--- DATASET ENTRIES Enclosed Below ---

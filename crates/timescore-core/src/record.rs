//! Behavior records and archived daily totals.

use chrono::{NaiveDate, NaiveDateTime};
use serde::{Deserialize, Serialize};

use crate::catalog::{Level, RecoveryTier};

/// An immutable, persisted behavior fact.
///
/// Records are append-only: the schema rejects updates and deletes, so a
/// correction is a new compensating record.
#[derive(Debug, Clone, PartialEq, Serialize, Deserialize)]
pub struct BehaviorRecord {
    /// Row id; `0` until the record is appended.
    pub id: i64,
    /// Definition name, or the level code when recorded by level.
    pub name: String,
    pub level: Level,
    pub duration_minutes: i64,
    pub mood: u8,
    pub context: Option<String>,
    pub started_at: NaiveDateTime,
    pub ended_at: NaiveDateTime,
    /// Local calendar day the record belongs to.
    pub day: NaiveDate,
    pub base_score: f64,
    pub dynamic_coefficient: f64,
    pub final_score: f64,
    /// Signed change to the energy balance (negative = consumption).
    pub energy_delta: f64,
    pub inferred_sublevel: Option<RecoveryTier>,
    /// Debug fingerprint over (level, duration, final score).
    pub fingerprint: Option<String>,
}

/// One archived day.
#[derive(Debug, Clone, PartialEq, Serialize, Deserialize)]
pub struct DailyTotal {
    pub date: NaiveDate,
    pub total_score: f64,
    pub total_energy_cost: f64,
}
//! Achievement events unlocked by recording and redeeming.

use std::fmt;
use std::str::FromStr;

use chrono::NaiveDateTime;
use rusqlite::params;
use serde::{Deserialize, Serialize};

use crate::error::{Result, ValidationError};
use crate::storage::database::{format_ts, ts_column};
use crate::storage::Session;

#[derive(Debug, Clone, Copy, PartialEq, Eq, Hash, Serialize, Deserialize)]
#[serde(rename_all = "snake_case")]
pub enum AchievementKind {
    FirstRecord,
    FullCombo,
    LuckyStrike,
    SuperLucky,
    WishRedeemed,
}

impl AchievementKind {
    pub fn as_str(self) -> &'static str {
        match self {
            AchievementKind::FirstRecord => "first_record",
            AchievementKind::FullCombo => "full_combo",
            AchievementKind::LuckyStrike => "lucky_strike",
            AchievementKind::SuperLucky => "super_lucky",
            AchievementKind::WishRedeemed => "wish_redeemed",
        }
    }
}

impl fmt::Display for AchievementKind {
    fn fmt(&self, f: &mut fmt::Formatter<'_>) -> fmt::Result {
        f.write_str(self.as_str())
    }
}

impl FromStr for AchievementKind {
    type Err = ValidationError;

    fn from_str(s: &str) -> Result<Self, Self::Err> {
        match s {
            "first_record" => Ok(AchievementKind::FirstRecord),
            "full_combo" => Ok(AchievementKind::FullCombo),
            "lucky_strike" => Ok(AchievementKind::LuckyStrike),
            "super_lucky" => Ok(AchievementKind::SuperLucky),
            "wish_redeemed" => Ok(AchievementKind::WishRedeemed),
            other => Err(ValidationError::InvalidValue {
                field: "achievement".into(),
                message: format!("unknown kind '{other}'"),
            }),
        }
    }
}

#[derive(Debug, Clone, PartialEq, Serialize, Deserialize)]
pub struct AchievementEvent {
    pub kind: AchievementKind,
    pub first_unlocked_at: NaiveDateTime,
    pub last_unlocked_at: NaiveDateTime,
    pub count: u32,
}

impl Session<'_> {
    /// Unlock `kind`, or bump its count if already unlocked.
    pub fn unlock_achievement(&self, kind: AchievementKind, at: NaiveDateTime) -> Result<()> {
        self.conn().execute(
            "INSERT INTO achievements (kind, first_unlocked_at, last_unlocked_at, count)
             VALUES (?1, ?2, ?2, 1)
             ON CONFLICT(kind) DO UPDATE SET
                last_unlocked_at = excluded.last_unlocked_at,
                count = count + 1",
            params![kind.as_str(), format_ts(at)],
        )?;
        tracing::info!(%kind, "achievement unlocked");
        Ok(())
    }

    pub fn achievements(&self) -> Result<Vec<AchievementEvent>> {
        let mut stmt = self.conn().prepare(
            "SELECT kind, first_unlocked_at, last_unlocked_at, count
             FROM achievements ORDER BY first_unlocked_at, kind",
        )?;
        let rows = stmt
            .query_map([], |row| {
                let kind: String = row.get(0)?;
                let kind = kind.parse::<AchievementKind>().map_err(|e| {
                    rusqlite::Error::FromSqlConversionFailure(
                        0,
                        rusqlite::types::Type::Text,
                        e.to_string().into(),
                    )
                })?;
                Ok(AchievementEvent {
                    kind,
                    first_unlocked_at: ts_column(row, 1)?,
                    last_unlocked_at: ts_column(row, 2)?,
                    count: row.get(3)?,
                })
            })?
            .collect::<rusqlite::Result<Vec<_>>>()?;
        Ok(rows)
    }
}

#[cfg(test)]
mod tests {
    use super::*;
    use crate::storage::Store;
    use chrono::NaiveDate;

    #[test]
    fn repeated_unlocks_increment_count() {
        let store = Store::open_memory(100.0).unwrap();
        let t1 = NaiveDate::from_ymd_opt(2024, 3, 1)
            .unwrap()
            .and_hms_opt(9, 0, 0)
            .unwrap();
        let t2 = t1 + chrono::Duration::hours(3);
        store
            .write(|s| {
                s.unlock_achievement(AchievementKind::LuckyStrike, t1)?;
                s.unlock_achievement(AchievementKind::LuckyStrike, t2)
            })
            .unwrap();
        let events = store.read(|s| s.achievements()).unwrap();
        assert_eq!(events.len(), 1);
        assert_eq!(events[0].count, 2);
        assert_eq!(events[0].first_unlocked_at, t1);
        assert_eq!(events[0].last_unlocked_at, t2);
    }

    #[test]
    fn kinds_roundtrip_through_strings() {
        for kind in [
            AchievementKind::FirstRecord,
            AchievementKind::FullCombo,
            AchievementKind::LuckyStrike,
            AchievementKind::SuperLucky,
            AchievementKind::WishRedeemed,
        ] {
            assert_eq!(kind.as_str().parse::<AchievementKind>().unwrap(), kind);
        }
    }
}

--- End of Enclosed DATASET ENTRIES ---

From the listing above, report the number of lines containing the string "struct", without any accompanying remarks.

3